-- Opening Marker --

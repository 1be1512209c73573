use std::collections::HashMap;
use std::sync::Arc;

use async_trait::async_trait;
use chrono::{DateTime, Utc};
use serde_json::{Map, Value};
use tokio::sync::Mutex;

use crate::db::Db;
use crate::features::types::FeatureFlagRow;

#[derive(Debug, thiserror::Error)]
pub enum FeatureStoreError {
    #[error("not found: {0}")]
    NotFound(String),
    #[error("db error: {0}")]
    Db(String),
}

/// Persistence seam for feature flags. Mutations are immediately visible to
/// readers; there is no caching layer to invalidate.
#[async_trait]
pub trait FeatureStore: Send + Sync {
    async fn get_flag(
        &self,
        feature_name: &str,
        environment: &str,
    ) -> Result<Option<FeatureFlagRow>, FeatureStoreError>;

    async fn upsert_flag(&self, row: FeatureFlagRow) -> Result<(), FeatureStoreError>;

    /// Flip the toggle on an existing flag; a missing flag is NotFound
    /// (flags are created at bootstrap, not implicitly).
    async fn set_enabled(
        &self,
        feature_name: &str,
        environment: &str,
        enabled: bool,
        now: DateTime<Utc>,
    ) -> Result<(), FeatureStoreError>;

    /// Shallow-merge `patch`'s top-level keys into the flag's settings
    /// document (null values remove the key).
    async fn merge_settings(
        &self,
        feature_name: &str,
        environment: &str,
        patch: &Value,
        now: DateTime<Utc>,
    ) -> Result<(), FeatureStoreError>;

    async fn list_flags(
        &self,
        environment: &str,
    ) -> Result<Vec<FeatureFlagRow>, FeatureStoreError>;
}

pub fn memory() -> Arc<dyn FeatureStore> {
    Arc::new(MemoryFeatureStore::default())
}

pub fn postgres(db: Arc<Db>) -> Arc<dyn FeatureStore> {
    Arc::new(PostgresFeatureStore { db })
}

/// Shallow settings merge shared by both implementations: top-level keys of
/// the patch replace existing keys; explicit nulls delete.
fn merge_patch(settings: &mut Value, patch: &Value) {
    if !settings.is_object() {
        *settings = Value::Object(Map::new());
    }
    let (Value::Object(target), Value::Object(entries)) = (settings, patch) else {
        return;
    };
    for (key, value) in entries {
        if value.is_null() {
            target.remove(key);
        } else {
            target.insert(key.clone(), value.clone());
        }
    }
}

#[derive(Default)]
struct MemoryFeatureStore {
    // key: (feature_name, environment)
    inner: Mutex<HashMap<(String, String), FeatureFlagRow>>,
}

#[async_trait]
impl FeatureStore for MemoryFeatureStore {
    async fn get_flag(
        &self,
        feature_name: &str,
        environment: &str,
    ) -> Result<Option<FeatureFlagRow>, FeatureStoreError> {
        let inner = self.inner.lock().await;
        Ok(inner
            .get(&(feature_name.to_string(), environment.to_string()))
            .cloned())
    }

    async fn upsert_flag(&self, row: FeatureFlagRow) -> Result<(), FeatureStoreError> {
        let mut inner = self.inner.lock().await;
        inner.insert((row.feature_name.clone(), row.environment.clone()), row);
        Ok(())
    }

    async fn set_enabled(
        &self,
        feature_name: &str,
        environment: &str,
        enabled: bool,
        now: DateTime<Utc>,
    ) -> Result<(), FeatureStoreError> {
        let mut inner = self.inner.lock().await;
        let row = inner
            .get_mut(&(feature_name.to_string(), environment.to_string()))
            .ok_or_else(|| {
                FeatureStoreError::NotFound(format!("feature {feature_name} in {environment}"))
            })?;
        row.enabled = enabled;
        row.updated_at = now;
        Ok(())
    }

    async fn merge_settings(
        &self,
        feature_name: &str,
        environment: &str,
        patch: &Value,
        now: DateTime<Utc>,
    ) -> Result<(), FeatureStoreError> {
        let mut inner = self.inner.lock().await;
        let row = inner
            .get_mut(&(feature_name.to_string(), environment.to_string()))
            .ok_or_else(|| {
                FeatureStoreError::NotFound(format!("feature {feature_name} in {environment}"))
            })?;
        merge_patch(&mut row.settings, patch);
        row.updated_at = now;
        Ok(())
    }

    async fn list_flags(
        &self,
        environment: &str,
    ) -> Result<Vec<FeatureFlagRow>, FeatureStoreError> {
        let inner = self.inner.lock().await;
        let mut rows: Vec<FeatureFlagRow> = inner
            .values()
            .filter(|row| row.environment == environment)
            .cloned()
            .collect();
        rows.sort_by(|a, b| a.feature_name.cmp(&b.feature_name));
        Ok(rows)
    }
}

struct PostgresFeatureStore {
    db: Arc<Db>,
}

#[async_trait]
impl FeatureStore for PostgresFeatureStore {
    async fn get_flag(
        &self,
        feature_name: &str,
        environment: &str,
    ) -> Result<Option<FeatureFlagRow>, FeatureStoreError> {
        let client = self.db.client();
        let client = client.lock().await;
        let row = client
            .query_opt(
                r#"
                SELECT feature_name, environment, enabled, dependencies, settings, updated_at
                  FROM companion.feature_flags
                 WHERE feature_name = $1 AND environment = $2
                "#,
                &[&feature_name, &environment],
            )
            .await
            .map_err(|error| FeatureStoreError::Db(error.to_string()))?;
        row.as_ref()
            .map(map_flag_row)
            .transpose()
            .map_err(FeatureStoreError::Db)
    }

    async fn upsert_flag(&self, row: FeatureFlagRow) -> Result<(), FeatureStoreError> {
        let dependencies = serde_json::to_value(&row.dependencies)
            .map_err(|error| FeatureStoreError::Db(error.to_string()))?;
        let client = self.db.client();
        let client = client.lock().await;
        client
            .execute(
                r#"
                INSERT INTO companion.feature_flags (
                    feature_name, environment, enabled, dependencies, settings, updated_at
                ) VALUES ($1,$2,$3,$4,$5,$6)
                ON CONFLICT (feature_name, environment) DO UPDATE SET
                    enabled = EXCLUDED.enabled,
                    dependencies = EXCLUDED.dependencies,
                    settings = EXCLUDED.settings,
                    updated_at = EXCLUDED.updated_at
                "#,
                &[
                    &row.feature_name,
                    &row.environment,
                    &row.enabled,
                    &dependencies,
                    &row.settings,
                    &row.updated_at,
                ],
            )
            .await
            .map_err(|error| FeatureStoreError::Db(error.to_string()))?;
        Ok(())
    }

    async fn set_enabled(
        &self,
        feature_name: &str,
        environment: &str,
        enabled: bool,
        now: DateTime<Utc>,
    ) -> Result<(), FeatureStoreError> {
        let client = self.db.client();
        let client = client.lock().await;
        let updated = client
            .execute(
                r#"
                UPDATE companion.feature_flags
                   SET enabled = $3, updated_at = $4
                 WHERE feature_name = $1 AND environment = $2
                "#,
                &[&feature_name, &environment, &enabled, &now],
            )
            .await
            .map_err(|error| FeatureStoreError::Db(error.to_string()))?;
        if updated == 0 {
            return Err(FeatureStoreError::NotFound(format!(
                "feature {feature_name} in {environment}"
            )));
        }
        Ok(())
    }

    async fn merge_settings(
        &self,
        feature_name: &str,
        environment: &str,
        patch: &Value,
        now: DateTime<Utc>,
    ) -> Result<(), FeatureStoreError> {
        // jsonb `||` is a shallow top-level merge, matching the in-memory
        // implementation; strip_nulls drops keys patched to null.
        let client = self.db.client();
        let client = client.lock().await;
        let updated = client
            .execute(
                r#"
                UPDATE companion.feature_flags
                   SET settings = jsonb_strip_nulls(settings || $3::jsonb),
                       updated_at = $4
                 WHERE feature_name = $1 AND environment = $2
                "#,
                &[&feature_name, &environment, &patch, &now],
            )
            .await
            .map_err(|error| FeatureStoreError::Db(error.to_string()))?;
        if updated == 0 {
            return Err(FeatureStoreError::NotFound(format!(
                "feature {feature_name} in {environment}"
            )));
        }
        Ok(())
    }

    async fn list_flags(
        &self,
        environment: &str,
    ) -> Result<Vec<FeatureFlagRow>, FeatureStoreError> {
        let client = self.db.client();
        let client = client.lock().await;
        let rows = client
            .query(
                r#"
                SELECT feature_name, environment, enabled, dependencies, settings, updated_at
                  FROM companion.feature_flags
                 WHERE environment = $1
                 ORDER BY feature_name
                "#,
                &[&environment],
            )
            .await
            .map_err(|error| FeatureStoreError::Db(error.to_string()))?;
        rows.iter()
            .map(|row| map_flag_row(row).map_err(FeatureStoreError::Db))
            .collect()
    }
}

fn map_flag_row(row: &tokio_postgres::Row) -> Result<FeatureFlagRow, String> {
    let dependencies_value: Value = row.try_get("dependencies").map_err(|e| e.to_string())?;
    let dependencies: Vec<String> =
        serde_json::from_value(dependencies_value).map_err(|e| e.to_string())?;
    Ok(FeatureFlagRow {
        feature_name: row.try_get("feature_name").map_err(|e| e.to_string())?,
        environment: row.try_get("environment").map_err(|e| e.to_string())?,
        enabled: row.try_get("enabled").map_err(|e| e.to_string())?,
        dependencies,
        settings: row.try_get("settings").map_err(|e| e.to_string())?,
        updated_at: row.try_get("updated_at").map_err(|e| e.to_string())?,
    })
}
/// Built-in fallbacks for every recognized tunable. These are the bottom of
/// the parameter-resolution chain; anything above (system defaults document,
/// the feature's global document, flag settings) replaces them.
pub const DEFAULT_VECTOR_TABLE: &str = "memory_vectors";
pub const DEFAULT_FUZZY_TABLE: &str = "memory_texts";
pub const DEFAULT_EMBEDDING_DIM: u32 = 1536;
pub const DEFAULT_METRIC: &str = "cosine";
pub const DEFAULT_INDEX_KIND: &str = "ivfflat";
pub const DEFAULT_IVFFLAT_LISTS: u32 = 100;
pub const DEFAULT_HNSW_M: u32 = 16;
pub const DEFAULT_HNSW_EF_CONSTRUCTION: u32 = 64;
pub const DEFAULT_CONTENT_MAX_CHARS: u32 = 8192;
pub const DEFAULT_SEARCH_LIMIT: u32 = 5;
pub const DEFAULT_SIMILARITY_THRESHOLD: f64 = 0.25;

/// pgvector rejects dimensions above 16000 for indexed columns.
const MAX_EMBEDDING_DIM: u32 = 16000;

#[derive(Debug, thiserror::Error)]
pub enum SchemaError {
    #[error("invalid identifier {0:?}")]
    InvalidIdentifier(String),
    #[error("invalid parameter {name}: {reason}")]
    InvalidParameter { name: &'static str, reason: String },
    #[error("missing capability parameter")]
    MissingCapability,
    #[error("unknown capability {0:?}")]
    UnknownCapability(String),
}

/// An allow-list-validated SQL identifier: `[a-z_][a-z0-9_]*`, at most 63
/// bytes, never the reserved `pg_` namespace. The only way identifiers reach
/// rendered DDL.
#[derive(Debug, Clone, PartialEq, Eq)]
pub struct Ident(String);

impl Ident {
    pub fn new(raw: &str) -> Result<Self, SchemaError> {
        let valid_start = raw
            .chars()
            .next()
            .is_some_and(|c| c.is_ascii_lowercase() || c == '_');
        let valid_rest = raw
            .chars()
            .all(|c| c.is_ascii_lowercase() || c.is_ascii_digit() || c == '_');
        if raw.is_empty() || raw.len() > 63 || !valid_start || !valid_rest || raw.starts_with("pg_")
        {
            return Err(SchemaError::InvalidIdentifier(raw.to_string()));
        }
        Ok(Self(raw.to_string()))
    }

    pub fn suffixed(&self, suffix: &str) -> Result<Self, SchemaError> {
        Self::new(&format!("{}_{suffix}", self.0))
    }

    pub fn as_str(&self) -> &str {
        &self.0
    }
}

#[derive(Debug, Clone, Copy, PartialEq, Eq)]
pub enum DistanceMetric {
    Cosine,
    Euclidean,
    InnerProduct,
}

impl DistanceMetric {
    pub fn parse(raw: &str) -> Option<Self> {
        match raw {
            "cosine" => Some(Self::Cosine),
            "euclidean" | "l2" => Some(Self::Euclidean),
            "inner_product" | "ip" => Some(Self::InnerProduct),
            _ => None,
        }
    }

    pub fn as_str(self) -> &'static str {
        match self {
            Self::Cosine => "cosine",
            Self::Euclidean => "euclidean",
            Self::InnerProduct => "inner_product",
        }
    }

    /// pgvector operator class for index creation.
    pub fn ops_class(self) -> &'static str {
        match self {
            Self::Cosine => "vector_cosine_ops",
            Self::Euclidean => "vector_l2_ops",
            Self::InnerProduct => "vector_ip_ops",
        }
    }

    /// Distance operator used by the generated search routine.
    pub fn order_operator(self) -> &'static str {
        match self {
            Self::Cosine => "<=>",
            Self::Euclidean => "<->",
            Self::InnerProduct => "<#>",
        }
    }
}

#[derive(Debug, Clone, Copy, PartialEq, Eq)]
pub enum ColumnType {
    BigSerial,
    Text { max_chars: Option<u32> },
    Jsonb,
    TimestampTz,
    Vector { dim: u32 },
}

impl ColumnType {
    fn sql(self) -> String {
        match self {
            Self::BigSerial => "BIGSERIAL".to_string(),
            Self::Text { max_chars: Some(max) } => format!("VARCHAR({max})"),
            Self::Text { max_chars: None } => "TEXT".to_string(),
            Self::Jsonb => "JSONB".to_string(),
            Self::TimestampTz => "TIMESTAMPTZ".to_string(),
            Self::Vector { dim } => format!("VECTOR({dim})"),
        }
    }
}

#[derive(Debug, Clone)]
pub struct ColumnSpec {
    pub name: Ident,
    pub column_type: ColumnType,
    pub not_null: bool,
    pub primary_key: bool,
    pub default_now: bool,
}

impl ColumnSpec {
    fn plain(name: Ident, column_type: ColumnType, not_null: bool) -> Self {
        Self {
            name,
            column_type,
            not_null,
            primary_key: false,
            default_now: false,
        }
    }

    fn sql(&self) -> String {
        let mut sql = format!("{} {}", self.name.as_str(), self.column_type.sql());
        if self.primary_key {
            sql.push_str(" PRIMARY KEY");
        }
        if self.not_null && !self.primary_key {
            sql.push_str(" NOT NULL");
        }
        if self.default_now {
            sql.push_str(" DEFAULT NOW()");
        }
        sql
    }
}

#[derive(Debug, Clone)]
pub struct TableSpec {
    pub schema: Ident,
    pub name: Ident,
    pub columns: Vec<ColumnSpec>,
}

-- Closing Marker --

* _Exercise instructions_
Going down the listing above, begin printing at the line with "str, reason: String" and finish with the line with "An allow-list-validated SQL", exactly as they appear.

* _Result_
    InvalidParameter { name: &'static str, reason: String },
    #[error("missing capability parameter")]
    MissingCapability,
    #[error("unknown capability {0:?}")]
    UnknownCapability(String),
}

/// An allow-list-validated SQL identifier: `[a-z_][a-z0-9_]*`, at most 63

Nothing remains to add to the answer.